Figures de Cirque / Portrait | Retour |
Réalisateur éclectique et prolifique, Patrice Leconte est un incontournable du cinéma français. De Tandem ou la Veuve de Saint-Pierre à Mon Meilleur Ami en passant par les Bronzés, il a tout essayé : cinéma, théâtre, écriture - entre autre avec son dernier roman Les Femmes aux Cheveux Courts. Et puis il y a La Fille sur le Pont, un inclassable, un bijou.
12.00, nous avons rendez-vous dans son atelier parisien, un sixième étage lumineux - comme son propriétaire - avec une vue imprenable sur les toits. Et pour ne pas faire mentir sa filmographie, l'homme est « souriant, sincère et sympathique ».
Une très belle rencontre.
Je me suis rendu compte que la plupart de mes films fonctionnait sur ce thème là, si tant est que cela soit un thème, le thème de la rencontre. Donc, avec Serge Frydman , je me souviens très bien nous être dits, on va faire se rencontrer des gens qu'on ne rencontre pas à tous les coins de rue, des gens qui sortent de quotidien. Le personnage d'Adèle, joué par Vanessa Paradis est très quotidienne, elle est profondément désespérée avec toutes ses histoires d'amour merdeuses, prête à se jeter dans la Seine et craignant qu'elle soit un peu froide mais l'homme qui arrive sur ce pont ce soir là, nous nous sommes posés la question avec Serge Frydman: qui est ce type? Et comme on a un goût assez prononcé lui et moi pour tout ce qui tourne autour du spectacle, du music hall, du cirque aussi bien sûr, on s'est dit un lanceur de couteau, on en trouve pas à tous les coins de rue. On ne savait pas exactement où cela allait nous mener mais on savait déjà que ça allait nous entraîner dans un univers qu'on aime par dessus tout : la scène, les lumières, le spectacle, le danger, le public, enfin tout ce qui tourne autour de tout ça. C'est comme ça que c'est venu.

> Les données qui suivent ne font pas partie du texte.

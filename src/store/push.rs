// ============================================================================
// Push
// ============================================================================
//
// Ingests canonical payloads into the identity map. Included resources go
// first, so primary resources link to records that already hold data.
// Every resource lands in the record for its (type, id), creating an empty
// placeholder for identifiers the cache has not seen.
//
// ============================================================================

use super::{Store, StoreState};
use crate::core::{ClientId, Result, StoreError};
use crate::payload::{
    Payload, PrimaryData, RawPayload, RelationshipData, RelationshipPayload, RequestType,
    ResourceIdentifier, ResourceObject, normalize_response_helper,
};
use crate::record::Record;
use crate::relationships::WriteMode;
use crate::schema::{ModelSchema, RelationshipKind};
use chrono::Utc;
use serde_json::Value as JsonValue;
use tracing::info_span;

/// Records produced by a push, shaped like the payload's primary data.
#[derive(Debug, Clone, PartialEq)]
pub enum PushResult {
    Single(Option<Record>),
    Many(Vec<Record>),
}

impl PushResult {
    pub fn single(self) -> Option<Record> {
        match self {
            PushResult::Single(record) => record,
            PushResult::Many(records) => records.into_iter().next(),
        }
    }

    pub fn many(self) -> Vec<Record> {
        match self {
            PushResult::Single(record) => record.into_iter().collect(),
            PushResult::Many(records) => records,
        }
    }

    pub fn is_many(&self) -> bool {
        matches!(self, PushResult::Many(_))
    }
}

impl Store {
    /// Ingest a canonical payload.
    pub fn push(&self, payload: Payload) -> Result<PushResult> {
        let mut changed = Vec::new();
        let result = {
            let mut state = self.lock_state()?;
            self.push_locked(&mut state, payload, &mut changed)
        };
        self.notify_arrays(&changed);
        result
    }

    /// Normalize a raw document through `model`'s serializer, then push it.
    pub fn push_raw(&self, model: &str, raw: RawPayload) -> Result<PushResult> {
        let schema = self.model(model)?;
        let payload = normalize_response_helper(self, schema, raw, None, RequestType::Push)?;
        self.push(payload)
    }

    /// Load one record from a flat object such as
    /// `{"id": "1", "title": "Rails", "author": "7", "comments": ["1", "2"]}`.
    ///
    /// Keys naming a declared relationship are read as linkage ids; every
    /// other key except `id` is an attribute.
    pub fn load(&self, model: &str, data: JsonValue) -> Result<Record> {
        let schema = self.model(model)?;
        let resource = resource_from_flat(schema, data)?;
        self.push(Payload::single(resource))?
            .single()
            .ok_or_else(|| StoreError::ShapeViolation(format!("Loading a '{}' produced no record", model)))
    }

    pub(crate) fn push_locked(
        &self,
        state: &mut StoreState,
        payload: Payload,
        changed: &mut Vec<Record>,
    ) -> Result<PushResult> {
        let span = info_span!(
            "store.push",
            label = %self.label(),
            included = payload.included.len(),
            many = payload.is_collection()
        );
        let _enter = span.enter();

        let Payload { data, included, .. } = payload;
        for resource in included {
            self.push_resource(state, resource, changed)?;
        }

        match data {
            None => Ok(PushResult::Single(None)),
            Some(PrimaryData::Single(resource)) => {
                let record = self.push_resource(state, *resource, changed)?;
                Ok(PushResult::Single(Some(record)))
            }
            Some(PrimaryData::Many(resources)) => {
                let records = resources
                    .into_iter()
                    .map(|resource| self.push_resource(state, resource, changed))
                    .collect::<Result<Vec<_>>>()?;
                Ok(PushResult::Many(records))
            }
        }
    }

    fn push_resource(
        &self,
        state: &mut StoreState,
        resource: ResourceObject,
        changed: &mut Vec<Record>,
    ) -> Result<Record> {
        let model = self.model(&resource.model_name)?;
        let id = resource
            .id
            .clone()
            .filter(|id| !id.is_empty())
            .ok_or_else(|| {
                StoreError::ShapeViolation(format!(
                    "You must include an 'id' for '{}' in an object passed to 'push'",
                    resource.model_name
                ))
            })?;

        let record = self.record_for_in(state, model.name(), &id);
        {
            let mut data = record.lock();
            data.state = data.state.did_load()?;
            for (key, value) in resource.attributes {
                data.canonical.insert(key, value);
            }
            data.has_loaded_data = true;
            data.is_reloading = false;
            data.updated_at = Some(Utc::now());
        }

        for (name, relationship) in resource.relationships {
            let Some(meta) = model.relationship_named(&name) else {
                log::debug!(
                    "ignoring relationship '{}' pushed for '{}': not declared on the model",
                    name,
                    model.name()
                );
                continue;
            };

            {
                let mut data = record.lock();
                let entry = data.relationship_mut(meta);
                if let Some(link) = relationship.related_link() {
                    entry.link = Some(link.to_string());
                }
                if relationship.meta.is_some() {
                    entry.meta = relationship.meta.clone();
                }
            }

            let Some(linkage) = relationship.data else {
                continue;
            };
            let identifiers = match (meta.kind, linkage) {
                (RelationshipKind::BelongsTo, RelationshipData::One(identifier)) => {
                    identifier.into_iter().collect()
                }
                (RelationshipKind::HasMany, RelationshipData::Many(identifiers)) => identifiers,
                (kind, _) => {
                    return Err(StoreError::ShapeViolation(format!(
                        "'{}.{}' is a {} relationship but the payload has linkage of the other shape",
                        model.name(),
                        name,
                        kind
                    )));
                }
            };

            let members = identifiers
                .iter()
                .map(|identifier| self.resolve_identifier(state, identifier))
                .collect::<Result<Vec<ClientId>>>()?;
            self.graph(state)
                .replace(&record, meta, &members, WriteMode::Canonical);
        }

        changed.push(record.clone());
        Ok(record)
    }

    fn resolve_identifier(&self, state: &mut StoreState, identifier: &ResourceIdentifier) -> Result<ClientId> {
        if !self.schema().contains(&identifier.model_name) {
            return Err(StoreError::ShapeViolation(format!(
                "The payload links to a resource of unknown type '{}'",
                identifier.model_name
            )));
        }
        Ok(self
            .record_for_in(state, &identifier.model_name, &identifier.id)
            .client_id())
    }
}

fn id_string(value: JsonValue) -> Result<String> {
    match value {
        JsonValue::String(id) if !id.is_empty() => Ok(id),
        JsonValue::Number(id) => Ok(id.to_string()),
        other => Err(StoreError::Misuse(format!("'{}' is not a valid id", other))),
    }
}

fn resource_from_flat(model: &ModelSchema, data: JsonValue) -> Result<ResourceObject> {
    let JsonValue::Object(map) = data else {
        return Err(StoreError::Misuse(format!(
            "Loading a '{}' requires an object",
            model.name()
        )));
    };

    let mut resource = ResourceObject {
        model_name: model.name().to_string(),
        ..Default::default()
    };
    for (key, value) in map {
        if key == "id" {
            resource.id = Some(id_string(value)?);
            continue;
        }
        let Some(meta) = model.relationship_named(&key) else {
            resource.attributes.insert(key, value);
            continue;
        };
        let payload = match (meta.kind, value) {
            (RelationshipKind::BelongsTo, JsonValue::Null) => RelationshipPayload::one(None),
            (RelationshipKind::BelongsTo, id) => RelationshipPayload::one(Some(ResourceIdentifier::new(
                meta.related_type.clone(),
                id_string(id)?,
            ))),
            (RelationshipKind::HasMany, JsonValue::Array(ids)) => RelationshipPayload::many(
                ids.into_iter()
                    .map(|id| Ok(ResourceIdentifier::new(meta.related_type.clone(), id_string(id)?)))
                    .collect::<Result<Vec<_>>>()?,
            ),
            (RelationshipKind::HasMany, _) => {
                return Err(StoreError::Misuse(format!(
                    "'{}.{}' expects an array of ids",
                    model.name(),
                    key
                )));
            }
        };
        resource.relationships.insert(key, payload);
    }

    if resource.id.is_none() {
        return Err(StoreError::Misuse(format!(
            "Loading a '{}' requires an 'id'",
            model.name()
        )));
    }
    Ok(resource)
}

Parce que cet univers là nous plait. Quand on imagine des films, quand on imagine des personnages, on imagine des lieux, des situations, des images qui vont avec. Un personnage entraîne un univers, or ce Gabor, ce lanceur de couteau, joué par Daniel Auteuil, entraînait dans son sillage un univers qui nous excite, qui nous plait, qui nous fascine, qui nous émerveille qui est l'univers du cirque et du music-hall.
Non, on a pensé tout de suite au lanceur de couteau, on n'a pas pensé à un cracheur de feu, un dresseur d'éléphant. C'est une attraction qu'on ne voit plus si souvent, il n'y en a plus des masses des lanceurs de couteau, c'est devenu très rare. On trouvait ça intéressant que ce soit un métier qui soit devenu si rare, qui soit en perte de vitesse, qui n'étonne plus personne, et que le personnage de notre film soit un des derniers à lancer le couteau. Il est quant même assez à la ramasse, il l'avoue à la fin, il était venu sur ce pont pour lui aussi ce foutre en l'air. Parce qu'il n'avait pas trouvé la cible, la partenaire idéale, parce qu'un lanceur de couteau, il n'est rien tout seul, il a besoin d'une partenaire. Le lanceur de couteau ça nous a plu énormément.
On l'a inventé à deux mais c'est toujours Serge Frydman qui a tenu le stylo, mais à l'arrivée c'est lui qui l'a écrit. J'aime bien travailler comme ça, travailler avec un scénariste avec lequel je m'entends bien, échanger des idées et puis le laisser écrire librement. Ce n'est pas très commode d'écrire à deux, alors je fais des remarques, je corrige, je suggère mais c'est un scénario écrit par Serge Frydman.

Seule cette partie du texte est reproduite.